Plaintiff contends that the ALJ erred by failing to: (1) specify which testimony she found not credible; and (2) provide clear and convincing reasons to support her credibility determination. Pl. MSJ at 8. It is evident from the ALJ's decision that her credibility analysis is tied to her evaluation of the medical evidence (see, e.g., AR 19, 21), which the Court has concluded was erroneous. Under these circumstances, the ALJ must reassess Plaintiff's credibility based upon an appropriate evaluation of any additional medical records. See Klee v. Berryhill, No. 17-cv-00697-DMR, 2018 WL 3956337, at *17 (N.D. Cal. 2018).

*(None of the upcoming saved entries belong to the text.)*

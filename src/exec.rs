use nix::errno::Errno;
use nix::fcntl::OFlag;
use nix::libc::{STDIN_FILENO, STDOUT_FILENO};
use nix::sys::signal::Signal;
use nix::sys::wait::{self, WaitPidFlag};
use nix::unistd::{self, ForkResult, Pid};
use std::convert::Infallible;
use std::env;
use std::ffi::CString;
use std::io::{self, Write};
use std::os::unix::io::RawFd;
use tracing::{debug, warn};

use crate::builtins::{self, BuiltinKind};
use crate::error::{Result, ShellError};
use crate::jobs::{Job, JobFilter, JobId, Lookup, ProcessRecord};
use crate::parser::{Command, Connector, Pipeline, SimpleCommand};
use crate::redirect::{self, StdioBackup};
use crate::shell::Shell;
use crate::signals::{self, SignalMask};

/// Where control goes after forking one pipeline stage.
enum Launch {
    ParentContinues(Pid),
    /// The child either exec'd or exited; this arm is never observed.
    ReplacedOrTerminated(Infallible),
}

/// One OS pipe between two adjacent stages. Ends are closed on drop.
#[derive(Debug)]
struct PipeSegment {
    read: Option<RawFd>,
    write: Option<RawFd>,
}

impl PipeSegment {
    fn open() -> Result<PipeSegment> {
        let (read, write) = unistd::pipe2(OFlag::O_CLOEXEC).map_err(ShellError::sys("pipe"))?;
        Ok(PipeSegment {
            read: Some(read),
            write: Some(write),
        })
    }

    fn close(&mut self) {
        for fd in [self.read.take(), self.write.take()].into_iter().flatten() {
            let _ = unistd::close(fd);
        }
    }
}

impl Drop for PipeSegment {
    fn drop(&mut self) {
        self.close();
    }
}

/// Runs the pipelines of one input line, honouring `&&` and `||` between
/// them. Returns the status of the last pipeline that ran.
pub fn run_pipeline_list(shell: &mut Shell, pipelines: &[Pipeline]) -> Result<i32> {
    let mut status = 0;
    for pipeline in pipelines {
        let skip = match pipeline.connector {
            Connector::None => false,
            Connector::And => status != 0,
            Connector::Or => status == 0,
        };
        if skip {
            debug!(pipeline = %pipeline.source_text, "skipped by connector");
            continue;
        }
        status = run_pipeline(shell, pipeline)?;
        shell.last_status = status;
    }
    Ok(status)
}

/// Launches one pipeline and, for a foreground pipeline, waits until it
/// completes or stops.
///
/// Only fatal errors (no more processes or pipes) come back as `Err`; every
/// per-command failure is reported and folded into the returned status.
pub fn run_pipeline(shell: &mut Shell, pipeline: &Pipeline) -> Result<i32> {
    let stages = pipeline.commands.len();
    if stages == 0 {
        return Ok(0);
    }
    let foreground = !pipeline.background;

    if stages == 1 && foreground {
        let Command::Simple(cmd) = &pipeline.commands[0];
        match cmd.argv.first() {
            None => return Ok(run_in_shell(shell, cmd, None)),
            Some(name) => {
                if let Some(kind) = BuiltinKind::lookup(name) {
                    return Ok(run_in_shell(shell, cmd, Some(kind)));
                }
            }
        }
    }

    let mut pipes = Vec::with_capacity(stages - 1);
    for _ in 1..stages {
        pipes.push(PipeSegment::open()?);
    }

    let mut job = Job::new(pipeline.source_text.clone(), foreground);
    let mut last_stage_failed = false;
    for (index, command) in pipeline.commands.iter().enumerate() {
        if let Err(e) = spawn_stage(shell, &mut job, &pipes, index, command) {
            if e.is_fatal() {
                return Err(e);
            }
            eprintln!("jobsh: {}", e);
            last_stage_failed = index + 1 == stages;
        }
        if index > 0 {
            pipes[index - 1].close();
        }
    }
    drop(pipes);

    if job.processes.is_empty() {
        return Ok(1);
    }
    if !foreground {
        let _mask = SignalMask::block()?;
        let id = shell.jobs.push(job);
        if let Some(job) = shell.jobs.get(Lookup::Id(id), JobFilter::Background) {
            println!(
                "[{}] ({}) {}",
                id,
                job.pgid.map_or(0, Pid::as_raw),
                job.command_text()
            );
        }
        return Ok(0);
    }

    let status = run_in_foreground(shell, job, false)?;
    Ok(if last_stage_failed { 1 } else { status })
}

/// Resumes a job from the table, either in the foreground (waiting for it)
/// or in the background.
pub fn continue_job(shell: &mut Shell, id: JobId, foreground: bool) -> Result<i32> {
    if foreground {
        let mut job = {
            let _mask = SignalMask::block()?;
            shell
                .jobs
                .remove(|job| job.id == id)
                .ok_or_else(|| ShellError::NoSuchJob(format!("%{}", id)))?
        };
        job.foreground = true;
        println!("{}", job.command_text());
        return run_in_foreground(shell, job, true);
    }

    let job = shell
        .jobs
        .get_mut(Lookup::Id(id), JobFilter::Any)
        .ok_or_else(|| ShellError::NoSuchJob(format!("%{}", id)))?;
    job.mark_running();
    job.foreground = false;
    if let Err(e) = job.signal(Signal::SIGCONT) {
        warn!(job = id, "SIGCONT: {}", e);
    }
    println!("[{}] {}", id, job.command_text());
    Ok(0)
}

/// Gives `job` the terminal, waits for it, and takes the terminal back.
/// A job that stopped is kept in the table.
fn run_in_foreground(shell: &mut Shell, mut job: Job, resume: bool) -> Result<i32> {
    if let Some(pgid) = job.pgid {
        shell.terminal.give_to(pgid, job.saved_term_modes.as_ref());
    }
    if resume {
        job.mark_running();
        if let Err(e) = job.signal(Signal::SIGCONT) {
            warn!(job = job.id, "SIGCONT: {}", e);
        }
    }

    wait_for_job(&mut job);

    if let Some(modes) = shell.terminal.reclaim() {
        job.saved_term_modes = Some(modes);
    }
    let status = job.last_status();
    if job.is_stopped() {
        let _mask = SignalMask::block()?;
        job.notified = true;
        let id = if job.id == 0 {
            shell.jobs.push(job)
        } else {
            let id = job.id;
            shell.jobs.reinsert(job);
            id
        };
        let line_job = shell.jobs.get(Lookup::Id(id), JobFilter::Foreground);
        if let Some(job) = line_job {
            println!("{}", job.status_line());
        }
    }
    Ok(status)
}

/// Blocks until every process of the job has either exited or stopped.
fn wait_for_job(job: &mut Job) {
    let Some(pgid) = job.pgid else {
        return;
    };
    let group = Pid::from_raw(-pgid.as_raw());
    while !job.is_completed() && !job.is_stopped() {
        match wait::waitpid(group, Some(WaitPidFlag::WUNTRACED)) {
            Ok(status) => {
                if !job.update(status) {
                    warn!(?status, "waited on a process outside the job");
                }
            }
            Err(Errno::EINTR) => continue,
            Err(e) => {
                // Nothing left in the group to wait for.
                warn!(job = job.id, pgid = pgid.as_raw(), "waitpid: {}", e);
                for p in job.processes.iter_mut().filter(|p| !p.completed) {
                    p.completed = true;
                    p.stopped = false;
                }
                break;
            }
        }
    }
}

/// Puts `pid` into the job's process group, making it the leader if the job
/// has no group yet. Called for every stage from both sides of the fork.
fn join_process_group(job_pgid: &mut Option<Pid>, pid: Pid) -> Pid {
    let pgid = *job_pgid.get_or_insert(pid);
    if let Err(e) = unistd::setpgid(pid, pgid) {
        // EACCES after the child exec'd, ESRCH after it exited: it joined already.
        debug!(pid = pid.as_raw(), pgid = pgid.as_raw(), "setpgid: {}", e);
    }
    pgid
}

fn spawn_stage(
    shell: &mut Shell,
    job: &mut Job,
    pipes: &[PipeSegment],
    index: usize,
    command: &Command,
) -> Result<()> {
    let Command::Simple(cmd) = command;
    redirect::preflight(&cmd.redirections)?;

    let _ = io::stdout().flush();
    let _ = io::stderr().flush();
    // The child arm never produces a value; the variant records that in the type.
    #[allow(unreachable_code)]
    let launch = match unsafe { unistd::fork() }.map_err(ShellError::sys("fork"))? {
        ForkResult::Parent { child } => Launch::ParentContinues(child),
        ForkResult::Child => Launch::ReplacedOrTerminated(run_child(shell, job, pipes, index, cmd)),
    };
    match launch {
        Launch::ParentContinues(pid) => {
            job.processes.push(ProcessRecord::new(pid));
            let pgid = join_process_group(&mut job.pgid, pid);
            debug!(
                pid = pid.as_raw(),
                pgid = pgid.as_raw(),
                stage = index,
                argv = ?cmd.argv,
                "spawned stage"
            );
            Ok(())
        }
        Launch::ReplacedOrTerminated(never) => match never {},
    }
}

/// Body of a forked stage: set up process group, terminal, descriptors and
/// environment, then run a built-in or exec the program.
fn run_child(
    shell: &mut Shell,
    job: &mut Job,
    pipes: &[PipeSegment],
    index: usize,
    cmd: &SimpleCommand,
) -> Infallible {
    shell.in_child = true;
    let pgid = join_process_group(&mut job.pgid, unistd::getpid());
    if job.foreground {
        shell.terminal.give_to(pgid, None);
    }
    signals::reset_for_child();

    if index > 0 {
        if let Some(read) = pipes[index - 1].read {
            if unistd::dup2(read, STDIN_FILENO).is_err() {
                exit_child(1);
            }
        }
    }
    if index < pipes.len() {
        if let Some(write) = pipes[index].write {
            if unistd::dup2(write, STDOUT_FILENO).is_err() {
                exit_child(1);
            }
        }
    }
    for fd in pipes.iter().flat_map(|p| [p.read, p.write]).flatten() {
        let _ = unistd::close(fd);
    }

    for binding in &cmd.env_bindings {
        if let Some((name, value)) = binding.split_once('=') {
            env::set_var(name, value);
        }
    }
    if let Err(e) = redirect::resolve(&cmd.redirections, true) {
        eprintln!("jobsh: {}", e);
        exit_child(1);
    }

    let Some(name) = cmd.argv.first() else {
        exit_child(0);
    };
    if let Some(kind) = BuiltinKind::lookup(name) {
        let status = builtins::run_builtin(shell, kind, &cmd.argv);
        exit_child(status);
    }
    let err = exec_program(&cmd.argv);
    eprintln!("jobsh: {}", err);
    exit_child(exec_failure_status(&err))
}

/// Replaces the process image with `argv[0]`, searched in `PATH`. Only
/// returns on failure.
pub fn exec_program(argv: &[String]) -> ShellError {
    let args: std::result::Result<Vec<CString>, _> =
        argv.iter().map(|a| CString::new(a.as_bytes())).collect();
    let args = match args {
        Ok(args) if !args.is_empty() => args,
        Ok(_) => return ShellError::Usage("nothing to execute".into()),
        Err(_) => return ShellError::Usage(format!("{}: argument contains a NUL byte", argv[0])),
    };
    match unistd::execvp(&args[0], &args) {
        Ok(never) => match never {},
        Err(Errno::ENOENT) => ShellError::CommandNotFound(argv[0].clone()),
        Err(source) => ShellError::Exec {
            program: argv[0].clone(),
            source,
        },
    }
}

/// Shell convention: 127 when the program is missing, 126 when it is not
/// runnable.
pub fn exec_failure_status(err: &ShellError) -> i32 {
    match err {
        ShellError::CommandNotFound(_) => 127,
        _ => 126,
    }
}

fn exit_child(status: i32) -> ! {
    let _ = io::stdout().flush();
    let _ = io::stderr().flush();
    unsafe { nix::libc::_exit(status) }
}

/// Runs a single foreground built-in (or a bare assignment/redirection)
/// inside the shell's own process, with stdio backed up around it.
fn run_in_shell(shell: &mut Shell, cmd: &SimpleCommand, kind: Option<BuiltinKind>) -> i32 {
    let permanent = kind == Some(BuiltinKind::Exec);
    let backup = StdioBackup::save();
    match redirect::resolve(&cmd.redirections, permanent) {
        Ok(dirty) => {
            let status = match kind {
                Some(kind) => builtins::run_builtin(shell, kind, &cmd.argv),
                None => {
                    for binding in &cmd.env_bindings {
                        if let Some((name, value)) = binding.split_once('=') {
                            env::set_var(name, value);
                        }
                    }
                    0
                }
            };
            backup.restore(dirty);
            status
        }
        Err(e) => {
            backup.restore(Default::default());
            eprintln!("jobsh: {}", e);
            1
        }
    }
}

Plaintiff also challenges the hypothetical questions posed by the ALJ to the vocational expert. Pl. MSJ at 9. An ALJ may meet her burden under Step 5 by propounding a hypothetical that is based on medical assumptions supported by substantial evidence in the record and that reflects all the claimant's limitations to a vocational expert. See Roberts v. Shalala, 66 F.3d 179, 184 (9th Cir. 1995). A hypothetical that fails to take a claimant's limitations into account is defective. See Valentine v. Comm'r of Soc. Sec. Admin, 574 F.3d 685, 690 (9th Cir. 2009). The hypotheticals posed to the vocational expert depend on what limitations the claimant has, which in turn depend on a correct evaluation of a complete medical record. As the Court has directed the ALJ to reassess the medical evidence, additional RFC limitations may arise. Accordingly, the ALJ must reevaluate the evidence at Step 5.
The Social Security Act permits courts to affirm, modify, or reverse the Commissioner's decision "with or without remanding the case for a rehearing." 42 U.S.C. § 405(g); see also Garrison v. Colvin, 759 F.3d 995, 1019 (9th Cir. 2014). "[W]here the record has been developed fully and further administrative proceedings would serve no useful purpose, the district court should remand for an immediate award of benefits." Benecke v. Barnhart, 379 F.3d 587, 595 (9th Cir. 2004). However, "[r]emand for further proceedings is appropriate where there are outstanding issues that must be resolved before a disability determination can be made, and it is not clear from the record that the ALJ would be required to find the claimant disabled if all the evidence were properly evaluated." Luther v. Berryhill, 891 F.3d 872, 877-78 (9th Cir. 2018) (citations omitted). Because it is not clear from the record that the ALJ would be required to find Plaintiff disabled if all the medical evidence were properly evaluated, remand is appropriate. On remand, the ALJ must properly evaluate the medical evidence based on applicable law and the guidance provided in this opinion. It is not the Court's intent to limit the scope of the remand.